The researchers also emphasized that a clear understanding of elemental lineages not only helps us quantify the star stuff in our bodies, but also the intricate evolution of the universe as a whole.
“Stars in the present-day galaxy are fossils that retain the information on the properties of stars from the past,” Kobayashi and her colleagues wrote in the study. “This approach is called Galactic archaeology and can be applied not only to our Milky Way Galaxy but also to other galaxies.”
Scientists are able to estimate the abundance and origin of elements through a variety of techniques. Details about the chemical composition of a star can be directly observed in its light spectrum, and stellar evolution models predict which elements should be created by stars depending on their mass, age, and location.
The Big Bang, the event that kicked off the universe, is the main source of the lightest elements: hydrogen, helium, and lithium. Stars, meanwhile, forge complex heavy elements, including those that are essential for life, such as carbon, oxygen, and nitrogen, or flashy metals like gold, silver, and iron.
The origins of nearly all elements can be traced to several sources, but the new study constrains the contribution of each type of stellar death, explosion, or crash. Modeling such a complex problem requires estimates of the abundance of various star types across time and space, as well as the frequency of the powerful cosmic processes that produce them.
“The relative contribution of each source depends on time and environment (i.e., mass and type of galaxies), and hence it is necessary to use galactic chemical evolution (GCE) models to understand this question,” the team said in the paper.
Collisions between neutron stars, the dead husks of some massive stars, are relatively rare compared to other scenarios, so they are not as prolific when it comes to element creation.
That said, scientists have previously suggested that merging neutron stars may be the most important source of gold in the universe.
The new models published by Kobayashi’s team concluded that too few neutron star collisions have occurred across cosmic time to produce the amount of gold that is estimated to exist in the universe. The team suggests that a special type of spinning supernova, with strong magnetic fields, might explain this “mystery of the missing gold,” as it was described in a release.
Another possibility is that the study underestimated the number of neutron star collisions, given that astronomers have only just begun to directly observe these wild encounters within the past few years.

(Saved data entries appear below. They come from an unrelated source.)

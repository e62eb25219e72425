//! Where configuration files live
//!
//! A location is either a file or a directory holding one of the recognized
//! file names. The user's configuration is the first valid location among
//! the standard ones.

use std::path::{Path, PathBuf};

use super::error::ConfigError;
use crate::APP_NAME;

/// File names recognized inside a configuration directory, in order
pub const CONFIG_FILE_NAMES: &[&str] = &["config.toml", "rofi-search.toml"];

/// A file or directory that may hold configuration
#[derive(Debug, Clone, PartialEq, Eq)]
pub struct ConfigLocation {
    path: PathBuf,
}

impl ConfigLocation {
    #[must_use]
    pub fn new(path: impl Into<PathBuf>) -> Self {
        Self { path: path.into() }
    }

    #[must_use]
    pub fn path(&self) -> &Path {
        &self.path
    }

    /// Configuration file this location designates
    ///
    /// # Errors
    ///
    /// Returns `ConfigError::NotFound` if the path is neither a file nor a
    /// directory, or `ConfigError::NoConfigInDirectory` if it is a directory
    /// without a recognized file.
    pub fn config_file(&self) -> Result<PathBuf, ConfigError> {
        if self.path.is_file() {
            Ok(self.path.clone())
        } else if self.path.is_dir() {
            self.directory_config()
                .ok_or_else(|| ConfigError::NoConfigInDirectory {
                    path: self.path.clone(),
                })
        } else {
            Err(ConfigError::NotFound {
                path: self.path.clone(),
            })
        }
    }

    /// Whether the location designates a configuration file
    #[must_use]
    pub fn is_valid(&self) -> bool {
        self.config_file().is_ok()
    }

    fn directory_config(&self) -> Option<PathBuf> {
        CONFIG_FILE_NAMES
            .iter()
            .map(|name| self.path.join(name))
            .find(|candidate| candidate.is_file())
    }
}

/// Standard locations, in probing order
///
/// `config_dir` is `$XDG_CONFIG_HOME` (or `~/.config`).
#[must_use]
pub fn standard_locations(home: &Path, config_dir: &Path) -> Vec<ConfigLocation> {
    vec![
        ConfigLocation::new(config_dir.join(APP_NAME)),
        ConfigLocation::new(home.join(".config").join(format!("{APP_NAME}.toml"))),
        ConfigLocation::new(home.join(format!(".{APP_NAME}"))),
        ConfigLocation::new(home.join(format!(".{APP_NAME}.toml"))),
    ]
}

/// First valid standard location of the current user
#[must_use]
pub fn user_config() -> Option<ConfigLocation> {
    let home = dirs::home_dir()?;
    let config_dir = dirs::config_dir().unwrap_or_else(|| home.join(".config"));
    find_first_valid(standard_locations(&home, &config_dir))
}

fn find_first_valid(locations: Vec<ConfigLocation>) -> Option<ConfigLocation> {
    locations.into_iter().find(|location| {
        let valid = location.is_valid();
        tracing::debug!(path = %location.path.display(), valid, "probing configuration location");
        valid
    })
}

/// Expand a leading `~` and resolve relative paths against `base_dir`
#[must_use]
pub fn expand_path(raw: &str, base_dir: Option<&Path>) -> PathBuf {
    let expanded = if raw == "~" {
        dirs::home_dir().unwrap_or_else(|| PathBuf::from(raw))
    } else if let Some(rest) = raw.strip_prefix("~/") {
        dirs::home_dir().map_or_else(|| PathBuf::from(raw), |home| home.join(rest))
    } else {
        PathBuf::from(raw)
    };

    match base_dir {
        Some(base) if expanded.is_relative() => base.join(expanded),
        _ => expanded,
    }
}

The breakdown of elements that living stars will create, and eventually sow into the universe, are also visualized in the above Periodic Table. Stars that are over eight times as massive as the Sun are destined to explode into pyrotechnic supernovae. This process is the main source of certain elements, such as neon, silver, and iridium.
Smaller stars, like the Sun, don’t undergo a supernova event. As they are dying, these stars shed their outer gassy layers into their surroundings, a dynamic that enriches the next generation of stars with new elements. This process is a major source of nitrogen, lead, and strontium.
The burned-out corpses of stars like the Sun, known as white dwarfs, sometimes explode in a special type of supernova that supplies much of the universe’s manganese, iron, and nickel.
The phrase “star stuff” encapsulates all of these intricacies in a lovely and succinct way. But behind those simple words lies a mountain of fascinating and ever-evolving research into the mind-boggling variety of elemental origin stories out there in the stellar wilds.